| HN Mirror

Y	Hacker News new \| ask \| show \| jobs


	by rjeli 2767 days ago
	Yeah, for writing scripts like this - python 2: 0% chance of thinking about Unicode. python 3: 5% chance i have to waste time debugging some random str decoding issue, no benefits. why bother?

4 comments

shawnz 2767 days ago

This might be true if you're an english speaker, running the script on an english platform and only consuming data from english services. And also you are sure that no non-english speaker will ever take over the development of your script and you will never have to localize it to other languages. Otherwise, it's exactly the opposite. Python 3 is what you should be using if you want 0% chance of being stopped by a string encoding issue.

Python 3 might occasionally require some extra steps when consuming strings compared to Python 2, but the reality is that those steps were always necessary. Python 2 just hid those details in a way that was only really safe for english-exclusive development. That doesn't mean that Python 2 is easier to use or less brittle. In fact I would say it means the opposite.

link

josefx 2767 days ago

For most strings I don't care about language, encoding or related overhead. In my scripts they are best dealt with as ophaque bytes with a few specific byte patterns that are the same in ascii and utf8, as well as various other encodings.

Last unicode issue I had was on a system german characters, because some library assumed it had to explicitly perform encoding with a bad default setting. If the library didn't try to be smart the program would have worked independently of system or language, instead it failed on any non english system by trying to convert a perfectly fine, system specific encoding to utf8.

link

_0w8t 2767 days ago

Python2 worked fine with Russian input/output.

link

hackbinary 2767 days ago

Why bother? Because Python 2 is EOL in a little less than 2 years.

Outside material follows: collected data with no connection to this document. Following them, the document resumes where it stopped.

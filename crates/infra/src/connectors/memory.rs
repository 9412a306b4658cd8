//! In-memory scripted source

use std::collections::HashSet;
use std::sync::atomic::{AtomicBool, AtomicUsize, Ordering};

use async_trait::async_trait;
use futures::stream::{self, StreamExt};
use kiddo_core::{EventStream, SourceConnector};
use kiddo_domain::{KiddoError, MemoryConnectorConfig, RawEvent, Result};
use parking_lot::Mutex;
use tracing::debug;

/// Source backed by a list of events held in memory.
///
/// Every fetch yields the events not yet marked as processed, in insertion
/// order. Events can be pushed while the pipeline runs.
pub struct MemoryConnector {
    source_id: String,
    events: Mutex<Vec<RawEvent>>,
    processed: Mutex<HashSet<String>>,
    connected: AtomicBool,
    fetch_count: AtomicUsize,
}

impl MemoryConnector {
    pub fn new(source_id: impl Into<String>) -> Self {
        Self {
            source_id: source_id.into(),
            events: Mutex::new(Vec::new()),
            processed: Mutex::new(HashSet::new()),
            connected: AtomicBool::new(false),
            fetch_count: AtomicUsize::new(0),
        }
    }

    /// Seed from the `memory` connector config section
    pub fn from_config(config: &MemoryConnectorConfig) -> Self {
        let connector = Self::new(config.source_id.clone());
        for seed in &config.events {
            let mut event =
                RawEvent::new(config.source_id.clone(), seed.payload.clone()).with_event_id(&seed.event_id);
            if let Some(event_type) = &seed.event_type {
                event = event.with_type(event_type.clone());
            }
            connector.push(event);
        }
        connector
    }

    /// Add an event; it is stamped with this connector's `source_id`
    pub fn push(&self, mut event: RawEvent) {
        event.source_id.clone_from(&self.source_id);
        self.events.lock().push(event);
    }

    /// Ids marked as processed so far
    pub fn processed_ids(&self) -> Vec<String> {
        let mut ids: Vec<String> = self.processed.lock().iter().cloned().collect();
        ids.sort();
        ids
    }

    pub fn fetch_count(&self) -> usize {
        self.fetch_count.load(Ordering::Relaxed)
    }

    pub fn is_connected(&self) -> bool {
        self.connected.load(Ordering::SeqCst)
    }

    fn is_marked(&self, event: &RawEvent) -> bool {
        event.event_id.as_ref().is_some_and(|id| self.processed.lock().contains(id))
    }
}

#[async_trait]
impl SourceConnector for MemoryConnector {
    fn source_id(&self) -> &str {
        &self.source_id
    }

    async fn connect(&self) -> Result<()> {
        self.connected.store(true, Ordering::SeqCst);
        debug!(source_id = %self.source_id, "memory connector connected");
        Ok(())
    }

    async fn disconnect(&self) -> Result<()> {
        self.connected.store(false, Ordering::SeqCst);
        Ok(())
    }

    async fn fetch_events(&self) -> Result<EventStream> {
        if !self.is_connected() {
            return Err(KiddoError::Connector(format!("{} is not connected", self.source_id)));
        }
        self.fetch_count.fetch_add(1, Ordering::Relaxed);

        let pending: Vec<Result<RawEvent>> = self
            .events
            .lock()
            .iter()
            .filter(|event| !self.is_marked(event))
            .cloned()
            .map(Ok)
            .collect();

        Ok(stream::iter(pending).boxed())
    }

    async fn health_check(&self) -> Result<bool> {
        Ok(self.is_connected())
    }

    async fn is_processed(&self, event: &RawEvent) -> Result<bool> {
        Ok(self.is_marked(event))
    }

    async fn mark_as_processed(&self, event: &RawEvent) -> Result<bool> {
        let Some(id) = &event.event_id else {
            return Ok(false);
        };
        self.processed.lock().insert(id.clone());
        Ok(true)
    }
}
#[cfg(test)]
mod tests {
    use std::time::Duration;

    use super::*;

    fn queue() -> AckQueue<String> {
        AckQueue::new()
    }

    #[tokio::test]
    async fn test_publish_then_receive_is_fifo() {
        let queue = queue();
        queue.publish("e1".into(), "first".into()).await.unwrap();
        queue.publish("e2".into(), "second".into()).await.unwrap();

        let first = queue.receive().await.unwrap();
        let second = queue.receive().await.unwrap();

        assert_eq!(first.id, "e1");
        assert_eq!(second.id, "e2");
        assert_eq!(queue.in_flight_len(), 2);
        assert!(queue.is_empty());
    }

    #[tokio::test]
    async fn test_ack_unknown_id_is_noop() {
        let queue = queue();

        assert_eq!(queue.ack("missing"), AckOutcome::Unknown);
        assert_eq!(queue.metrics().unknown_acks, 1);
    }

    #[tokio::test]
    async fn test_nack_requeues_to_tail() {
        let queue = queue();
        queue.publish("a".into(), "a".into()).await.unwrap();
        queue.publish("b".into(), "b".into()).await.unwrap();

        let a = queue.receive().await.unwrap();
        assert_eq!(queue.nack(&a.id, true), NackOutcome::Requeued { attempt: 1 });

        let next = queue.receive().await.unwrap();
        let again = queue.receive().await.unwrap();
        assert_eq!(next.id, "b");
        assert_eq!(again.id, "a");
        assert_eq!(again.redeliveries, 1);
    }

    #[tokio::test]
    async fn test_dead_letter_after_ceiling() {
        let queue = AckQueue::with_config(QueueConfig::default().with_max_redeliveries(1)).unwrap();
        queue.publish("poison".into(), "payload".to_string()).await.unwrap();

        let first = queue.receive().await.unwrap();
        assert_eq!(queue.nack(&first.id, true), NackOutcome::Requeued { attempt: 1 });

        let second = queue.receive().await.unwrap();
        assert_eq!(queue.nack(&second.id, true), NackOutcome::DeadLettered("payload".to_string()));

        assert!(queue.try_receive().is_none());
        assert_eq!(queue.redeliveries("poison"), None);
        assert_eq!(queue.metrics().total_dead_lettered, 1);
    }

    #[tokio::test]
    async fn test_reject_policy_fails_when_full() {
        let queue = AckQueue::with_config(QueueConfig::bounded(1, OverflowPolicy::Reject)).unwrap();
        queue.publish("one".into(), "1".to_string()).await.unwrap();

        let err = queue.publish("two".into(), "2".to_string()).await.unwrap_err();
        assert!(matches!(err, QueueError::CapacityExceeded(1)));
    }

    #[tokio::test]
    async fn test_block_policy_waits_for_ack() {
        let queue = AckQueue::with_config(QueueConfig::bounded(1, OverflowPolicy::Block)).unwrap();
        queue.publish("one".into(), "1".to_string()).await.unwrap();

        let producer = {
            let queue = queue.clone();
            tokio::spawn(async move { queue.publish("two".into(), "2".to_string()).await })
        };

        tokio::time::sleep(Duration::from_millis(20)).await;
        assert!(!producer.is_finished());

        let delivery = queue.receive().await.unwrap();
        queue.ack(&delivery.id);

        let outcome = tokio::time::timeout(Duration::from_secs(1), producer)
            .await
            .unwrap()
            .unwrap()
            .unwrap();
        assert_eq!(outcome, PublishOutcome::Enqueued);
    }

    #[tokio::test]
    async fn test_deduplicate_skips_queued_and_in_flight_ids() {
        let queue = AckQueue::with_config(QueueConfig::default().with_deduplication(true)).unwrap();
        queue.publish("x".into(), "1".to_string()).await.unwrap();
        assert_eq!(
            queue.publish("x".into(), "1".to_string()).await.unwrap(),
            PublishOutcome::Duplicate
        );

        let delivery = queue.receive().await.unwrap();
        assert_eq!(
            queue.publish(delivery.id.clone(), "1".to_string()).await.unwrap(),
            PublishOutcome::Duplicate
        );

        queue.ack(&delivery.id);
        assert_eq!(
            queue.publish("x".into(), "1".to_string()).await.unwrap(),
            PublishOutcome::Enqueued
        );
    }

    #[tokio::test]
    async fn test_requeue_in_flight_restores_delivery_order_at_head() {
        let queue = AckQueue::with_config(QueueConfig::default().with_deduplication(true)).unwrap();
        for id in ["b", "a", "c"] {
            queue.publish(id.into(), id.to_string()).await.unwrap();
        }
        queue.receive().await.unwrap();
        queue.receive().await.unwrap();
        assert_eq!(queue.publish("b".into(), "b".into()).await.unwrap(), PublishOutcome::Duplicate);

        assert_eq!(queue.requeue_in_flight(), 2);
        assert_eq!(queue.in_flight_len(), 0);
        assert_eq!(queue.redeliveries("b"), None);

        let order: Vec<String> =
            std::iter::from_fn(|| queue.try_receive().map(|delivery| delivery.id)).collect();
        assert_eq!(order, vec!["b", "a", "c"]);
        assert_eq!(queue.requeue_in_flight(), 3);
        assert_eq!(queue.requeue_in_flight(), 0);
    }

    #[tokio::test]
    async fn test_close_ends_receive_after_drain() {
        let queue = queue();
        queue.publish("last".into(), "x".into()).await.unwrap();
        queue.close();

        assert!(queue.receive().await.is_some());
        assert!(queue.receive().await.is_none());
        assert!(matches!(
            queue.publish("late".into(), "y".into()).await,
            Err(QueueError::ShuttingDown)
        ));
    }
}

The NHS chose not to upgrade to from Windows XP and 2003 and look where that got them last year: a massive crypto locker infection.

link

rphlx 2767 days ago

FWIW Win10 was affected by that same horrific SMB RCE vuln. So the implied argument that 10 has been immune or even much less vulnerable to ransomware over the past year or two is on shaky ground, though I agree it probably will start to have some merit going forward.

link

rwmj 2767 days ago

I suppose unless someone either forks it or keeps delivering patches outside the Python project. That wasn't really an option for Windows XP, but I'm quite sure if it had been then someone would be doing it.

link

sweettea 2767 days ago

This is already true -- tauthon is a updated, patched Python 2 fork. https://github.com/naftaliharris/tauthon

link

cmyr 2767 days ago

Put another way: python 2 has a 0% chance of correctly handling Unicode.

link

mjevans 2767 days ago

Not actually the case. UTF-8, using only SPECIFIC operations that don't try to split up strings or replace things that aren't exact matches for a given text, will result in valid output as long as there was valid input.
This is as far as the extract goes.